↓
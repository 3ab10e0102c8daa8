//! aivis-cli: drive a running aivis-server over its HTTP API.
//!
//! # Subcommands
//! - `run [--mode chat|aio] [--max-pages N] [--follow] [--json]`  start a monitoring run
//! - `stop <run_id>`                                              stop a running run
//! - `runs [-n <limit>]`                                          recent runs
//! - `status [run_id]`                                            server health, or one run
//! - `generate <topic_id> [--force]`                              generate queries for a topic

use clap::{Parser, Subcommand};
use serde::Deserialize;

const DEFAULT_SERVER: &str = "http://127.0.0.1:8766";

// ============================================================================
// CLI Definition
// ============================================================================

#[derive(Debug, Parser)]
#[command(name = "aivis-cli", version, about = "AI-visibility monitoring client")]
struct Cli {
    /// aivis HTTP server URL (overrides AIVIS_HTTP_URL env var)
    #[arg(long, env = "AIVIS_HTTP_URL", default_value = DEFAULT_SERVER)]
    server: String,

    #[command(subcommand)]
    command: Commands,
}

#[derive(Debug, Subcommand)]
enum Commands {
    /// Start a monitoring run
    Run {
        /// Answer provider: chat or aio
        #[arg(long, default_value = "chat")]
        mode: String,

        /// Stop after this many prompt pages per request
        #[arg(long)]
        max_pages: Option<u32>,

        /// Keep continuing the run until it is done
        #[arg(long)]
        follow: bool,

        /// Print the raw JSON result
        #[arg(long)]
        json: bool,
    },

    /// Stop a running run
    Stop { run_id: i64 },

    /// List recent runs
    Runs {
        #[arg(short = 'n', long, default_value_t = 20)]
        limit: i64,
    },

    /// Show server health, or one run's status and metrics
    Status { run_id: Option<i64> },

    /// Generate candidate queries for every persona of a topic
    Generate {
        topic_id: i64,

        /// Ignore the regeneration cooldown
        #[arg(long)]
        force: bool,
    },
}

// ============================================================================
// API Response Types
// ============================================================================

#[derive(Debug, Deserialize)]
pub struct PromptError {
    pub prompt_id: i64,
    pub error: String,
}

/// Body of POST /runs
#[derive(Debug, Deserialize)]
pub struct RunResult {
    pub run_id: i64,
    pub model: String,
    pub processed: usize,
    #[serde(default)]
    pub errors: Vec<PromptError>,
    pub done: bool,
    pub next_offset: i64,
    pub took_ms: Option<u64>,
}

#[derive(Debug, Deserialize)]
pub struct TopicGeneration {
    pub topic_id: i64,
    pub processed_personas: usize,
    pub generated: usize,
    pub completed: bool,
    pub cooldown_remaining_secs: Option<i64>,
}

/// Request body that continues `previous`, or `None` when it is done.
pub fn continuation_body(mode: &str, max_pages: Option<u32>, previous: &RunResult) -> Option<serde_json::Value> {
    if previous.done {
        return None;
    }
    Some(serde_json::json!({
        "mode": mode,
        "run_id": previous.run_id,
        "offset": previous.next_offset,
        "max_pages": max_pages,
    }))
}

pub fn format_run(result: &RunResult) -> String {
    let mut out = format!(
        "run {} ({}) processed {} prompt(s), {} error(s){}",
        result.run_id,
        result.model,
        result.processed,
        result.errors.len(),
        if result.done { ", done" } else { "" }
    );
    if let Some(ms) = result.took_ms {
        out.push_str(&format!(" in {}ms", ms));
    }
    for e in result.errors.iter().take(10) {
        out.push_str(&format!("\n  prompt {}: {}", e.prompt_id, e.error));
    }
    if result.errors.len() > 10 {
        out.push_str(&format!("\n  ... {} more", result.errors.len() - 10));
    }
    out
}

pub fn format_generation(summary: &TopicGeneration) -> String {
    if let Some(secs) = summary.cooldown_remaining_secs {
        return format!(
            "topic {} is cooling down ({}s left); use --force to regenerate",
            summary.topic_id, secs
        );
    }
    format!(
        "topic {}: {} persona(s), {} new suggestion(s){}",
        summary.topic_id,
        summary.processed_personas,
        summary.generated,
        if summary.completed { "" } else { " (incomplete)" }
    )
}

// ============================================================================
// HTTP Client Calls
// ============================================================================

fn client(timeout_secs: u64) -> anyhow::Result<reqwest::blocking::Client> {
    Ok(reqwest::blocking::Client::builder()
        .timeout(std::time::Duration::from_secs(timeout_secs))
        .build()?)
}

/// Send a request and return the JSON body, exiting on transport or HTTP errors.
fn call(request: reqwest::blocking::RequestBuilder, url: &str) -> anyhow::Result<serde_json::Value> {
    let resp = match request.send() {
        Ok(r) => r,
        Err(e) => {
            eprintln!("aivis-cli: connection failed to {}: {}", url, e);
            std::process::exit(1);
        }
    };
    let status = resp.status();
    // 429 carries a cooldown summary worth printing.
    if !status.is_success() && status != reqwest::StatusCode::TOO_MANY_REQUESTS {
        let body = resp.text().unwrap_or_default();
        eprintln!("aivis-cli: server returned {}: {}", status, body);
        std::process::exit(1);
    }
    Ok(resp.json()?)
}

fn do_run(server: &str, mode: &str, max_pages: Option<u32>, follow: bool, json: bool) -> anyhow::Result<()> {
    // Runs page through the whole prompt list inside one request.
    let client = client(60 * 60)?;
    let url = format!("{}/runs", server);
    let mut body = serde_json::json!({"mode": mode, "max_pages": max_pages});

    loop {
        let value = call(client.post(&url).json(&body), &url)?;
        let result: RunResult = serde_json::from_value(value.clone())?;
        if json {
            println!("{}", serde_json::to_string_pretty(&value)?);
        } else {
            println!("{}", format_run(&result));
        }
        match continuation_body(mode, max_pages, &result) {
            Some(next) if follow => body = next,
            Some(_) => {
                println!(
                    "continue with: aivis-cli run --mode {} (run {} at offset {})",
                    mode, result.run_id, result.next_offset
                );
                return Ok(());
            }
            None => return Ok(()),
        }
    }
}

fn do_stop(server: &str, run_id: i64) -> anyhow::Result<()> {
    let url = format!("{}/runs/{}/stop", server, run_id);
    let body = call(client(30)?.post(&url), &url)?;
    if body["stopped"].as_bool().unwrap_or(false) {
        println!("run {} stopped", run_id);
    } else {
        println!("run {} was not running", run_id);
    }
    Ok(())
}

fn do_runs(server: &str, limit: i64) -> anyhow::Result<()> {
    let url = format!("{}/runs?limit={}", server, limit);
    let body = call(client(30)?.get(&url), &url)?;
    let runs = body["runs"].as_array().cloned().unwrap_or_default();
    if runs.is_empty() {
        eprintln!("No runs yet");
        return Ok(());
    }
    for run in &runs {
        println!(
            "{:>6}  {:<10} {:<24} {}",
            run["id"],
            run["status"].as_str().unwrap_or("?"),
            run["model"].as_str().unwrap_or("?"),
            run["started_at"].as_str().unwrap_or("?"),
        );
    }
    Ok(())
}

fn do_status(server: &str, run_id: Option<i64>) -> anyhow::Result<()> {
    let client = client(10)?;
    match run_id {
        Some(id) => {
            let url = format!("{}/runs/{}", server, id);
            let body = call(client.get(&url), &url)?;
            let run = &body["run"];
            let metrics = &body["metrics"];
            println!("Run:        {}", id);
            println!("Status:     {}", run["status"].as_str().unwrap_or("?"));
            println!("Model:      {}", run["model"].as_str().unwrap_or("?"));
            println!("Prompts:    {}", metrics["prompts_processed"]);
            println!("Mentions:   {}", metrics["mentions_found"]);
            println!("Brands:     {}", metrics["brands_mentioned"]);
            if let Some(err) = run["error"].as_str() {
                println!("Error:      {}", err);
            }
        }
        None => {
            let url = format!("{}/health", server);
            let body = call(client.get(&url), &url)?;
            println!("aivis server: {}", body["status"].as_str().unwrap_or("unknown"));
            println!("Version:      {}", body["version"].as_str().unwrap_or("?"));
            println!("PostgreSQL:   {}", body["postgresql"].as_str().unwrap_or("?"));
            println!("Socket:       {}", body["socket"].as_str().unwrap_or("?"));
        }
    }
    Ok(())
}

fn do_generate(server: &str, topic_id: i64, force: bool) -> anyhow::Result<()> {
    let url = format!("{}/topics/{}/generate", server, topic_id);
    let value = call(client(60 * 30)?.post(&url).json(&serde_json::json!({"force": force})), &url)?;
    let summary: TopicGeneration = serde_json::from_value(value)?;
    println!("{}", format_generation(&summary));
    Ok(())
}

// ============================================================================
// Main
// ============================================================================

fn main() {
    let cli = Cli::parse();
    let server = cli.server.trim_end_matches('/').to_string();

    let result = match cli.command {
        Commands::Run {
            mode,
            max_pages,
            follow,
            json,
        } => do_run(&server, &mode, max_pages, follow, json),
        Commands::Stop { run_id } => do_stop(&server, run_id),
        Commands::Runs { limit } => do_runs(&server, limit),
        Commands::Status { run_id } => do_status(&server, run_id),
        Commands::Generate { topic_id, force } => do_generate(&server, topic_id, force),
    };

    if let Err(e) = result {
        eprintln!("aivis-cli: {}", e);
        std::process::exit(1);
    }
}

// ============================================================================
// Tests
// ============================================================================

#[cfg(test)]
mod tests {
    use super::*;

    fn run_result(done: bool, errors: usize) -> RunResult {
        RunResult {
            run_id: 7,
            model: "gpt-4o-mini".to_string(),
            processed: 3,
            errors: (0..errors)
                .map(|i| PromptError {
                    prompt_id: i as i64,
                    error: "timeout".to_string(),
                })
                .collect(),
            done,
            next_offset: 200,
            took_ms: Some(1500),
        }
    }

    // ========================================================================
    // TEST 1: finished runs need no continuation
    // ========================================================================
    #[test]
    fn test_no_continuation_when_done() {
        assert!(continuation_body("chat", None, &run_result(true, 0)).is_none());
    }

    // ========================================================================
    // TEST 2: continuation carries run id and offset
    // ========================================================================
    #[test]
    fn test_continuation_body() {
        let body = continuation_body("aio", Some(2), &run_result(false, 0)).unwrap();
        assert_eq!(body["run_id"], 7);
        assert_eq!(body["offset"], 200);
        assert_eq!(body["mode"], "aio");
        assert_eq!(body["max_pages"], 2);
    }

    // ========================================================================
    // TEST 3: run summary lists errors and truncates long lists
    // ========================================================================
    #[test]
    fn test_format_run_truncates_errors() {
        let text = format_run(&run_result(true, 12));
        assert!(text.starts_with("run 7 (gpt-4o-mini) processed 3 prompt(s), 12 error(s), done in 1500ms"));
        assert_eq!(text.matches("prompt ").count(), 10);
        assert!(text.ends_with("... 2 more"));
    }

    // ========================================================================
    // TEST 4: RunResult parses the server body
    // ========================================================================
    #[test]
    fn test_run_result_deserializes() {
        let body = serde_json::json!({
            "run_id": 1, "model": "google-ai-overview", "processed": 0,
            "errors": [], "prompt_ids": [], "done": true, "next_offset": 0
        });
        let result: RunResult = serde_json::from_value(body).unwrap();
        assert!(result.done);
        assert!(result.took_ms.is_none());
    }

    // ========================================================================
    // TEST 5: cooldown summary mentions --force
    // ========================================================================
    #[test]
    fn test_format_generation_cooldown() {
        let summary = TopicGeneration {
            topic_id: 3,
            processed_personas: 0,
            generated: 0,
            completed: false,
            cooldown_remaining_secs: Some(420),
        };
        let text = format_generation(&summary);
        assert!(text.contains("420s"));
        assert!(text.contains("--force"));
    }
}
//! Chat-completion backends for aivis
//!
//! Provides a `ChatBackend` trait with implementations for:
//! - **OpenAI**: OpenAI-compatible `/chat/completions` (monitoring, sentiment, query generation)
//! - **Gemini**: `generateContent` in JSON mode (query generation)
//!
//! Plus the JSON repair helpers used on structured replies.

use async_trait::async_trait;
use reqwest::{Client, StatusCode};
use serde::{Deserialize, Serialize};
use std::time::Duration;
use thiserror::Error;
use tokio_retry::strategy::{jitter, ExponentialBackoff};
use tokio_retry::RetryIf;

// ============================================================================
// ChatBackend trait
// ============================================================================

/// One system + user turn.
#[derive(Debug, Clone, Default)]
pub struct ChatRequest {
    pub system: String,
    pub user: String,
    pub temperature: Option<f32>,
    /// Ask the provider for a raw JSON object reply when it supports it.
    pub json: bool,
    pub max_tokens: Option<u32>,
}

#[derive(Debug, Clone, PartialEq)]
pub struct ChatCompletion {
    pub content: String,
    pub tokens_in: Option<i32>,
    pub tokens_out: Option<i32>,
}

/// Abstraction over chat providers.
#[async_trait]
pub trait ChatBackend: Send + Sync {
    async fn complete(&self, request: &ChatRequest) -> Result<ChatCompletion, LlmError>;

    /// Provider name for logging and source tags ("openai", "gemini").
    fn name(&self) -> &str;

    fn model(&self) -> &str;
}

// ============================================================================
// Error types
// ============================================================================

#[derive(Error, Debug)]
pub enum LlmError {
    #[error("HTTP request failed: {0}")]
    Http(#[from] reqwest::Error),

    #[error("API error ({code}): {message}")]
    Api { code: u16, message: String },

    #[error("Missing API key")]
    MissingApiKey,

    #[error("Provider returned no content")]
    EmptyResponse,

    #[error("Invalid JSON in reply: {0}")]
    InvalidJson(String),

    #[error("All {attempts} retry attempts failed: {last}")]
    RetryExhausted { attempts: usize, last: String },
}

impl LlmError {
    /// Rate limits, server errors and transport failures are worth retrying.
    pub fn is_transient(&self) -> bool {
        match self {
            LlmError::Http(e) => e.is_timeout() || e.is_connect() || e.is_request(),
            LlmError::Api { code, .. } => *code == 429 || *code >= 500,
            _ => false,
        }
    }
}

// ============================================================================
// Config
// ============================================================================

#[derive(Debug, Clone)]
pub struct LlmClientConfig {
    pub api_key: String,
    pub model: String,
    pub base_url: String,
    pub timeout: Duration,
    pub connect_timeout: Duration,
    pub max_retries: usize,
    pub retry_delay_ms: u64,
}

impl LlmClientConfig {
    pub fn new(api_key: Option<String>, model: impl Into<String>, base_url: impl Into<String>) -> Self {
        Self {
            api_key: api_key.unwrap_or_default(),
            model: model.into(),
            base_url: base_url.into(),
            timeout: Duration::from_secs(60),
            connect_timeout: Duration::from_secs(10),
            max_retries: 2,
            retry_delay_ms: 500,
        }
    }

    fn http_client(&self) -> Result<Client, LlmError> {
        if self.api_key.is_empty() {
            return Err(LlmError::MissingApiKey);
        }
        Ok(Client::builder()
            .timeout(self.timeout)
            .connect_timeout(self.connect_timeout)
            .build()?)
    }

    async fn with_retry<F, Fut>(&self, provider: &str, op: F) -> Result<ChatCompletion, LlmError>
    where
        F: FnMut() -> Fut,
        Fut: std::future::Future<Output = Result<ChatCompletion, LlmError>>,
    {
        let strategy = ExponentialBackoff::from_millis(self.retry_delay_ms.max(1))
            .max_delay(Duration::from_secs(10))
            .map(jitter)
            .take(self.max_retries);

        match RetryIf::spawn(strategy, op, LlmError::is_transient).await {
            Ok(c) => Ok(c),
            Err(e) if e.is_transient() && self.max_retries > 0 => {
                tracing::warn!(
                    provider,
                    attempts = self.max_retries + 1,
                    error = %e,
                    "All chat retry attempts failed"
                );
                Err(LlmError::RetryExhausted {
                    attempts: self.max_retries + 1,
                    last: e.to_string(),
                })
            }
            Err(e) => Err(e),
        }
    }
}

async fn api_error(response: reqwest::Response, provider: &str) -> LlmError {
    let status: StatusCode = response.status();
    let body = response.text().await.unwrap_or_default();
    let message = serde_json::from_str::<serde_json::Value>(&body)
        .ok()
        .and_then(|v| v["error"]["message"].as_str().map(str::to_string))
        .unwrap_or(body);
    tracing::warn!(provider, code = status.as_u16(), message = %message, "Chat API error");
    LlmError::Api {
        code: status.as_u16(),
        message,
    }
}

// ============================================================================
// OpenAI API structs (private)
// ============================================================================

#[derive(Debug, Serialize)]
struct OpenAiRequest<'a> {
    model: &'a str,
    messages: Vec<OpenAiMessage<'a>>,
    #[serde(skip_serializing_if = "Option::is_none")]
    temperature: Option<f32>,
    #[serde(skip_serializing_if = "Option::is_none")]
    max_tokens: Option<u32>,
    #[serde(skip_serializing_if = "Option::is_none")]
    response_format: Option<serde_json::Value>,
}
↑
Reproduce exactly every line that sits between the start of the entries and the line bearing "#[derive(Debug, Parser)]", counting both of those lines.

• WRITTEN SOLUTION:
repository 3ab10e0102c8daa8
//! aivis-cli: drive a running aivis-server over its HTTP API.
//!
//! # Subcommands
//! - `run [--mode chat|aio] [--max-pages N] [--follow] [--json]`  start a monitoring run
//! - `stop <run_id>`                                              stop a running run
//! - `runs [-n <limit>]`                                          recent runs
//! - `status [run_id]`                                            server health, or one run
//! - `generate <topic_id> [--force]`                              generate queries for a topic

use clap::{Parser, Subcommand};
use serde::Deserialize;

const DEFAULT_SERVER: &str = "http://127.0.0.1:8766";

// ============================================================================
// CLI Definition
// ============================================================================

#[derive(Debug, Parser)]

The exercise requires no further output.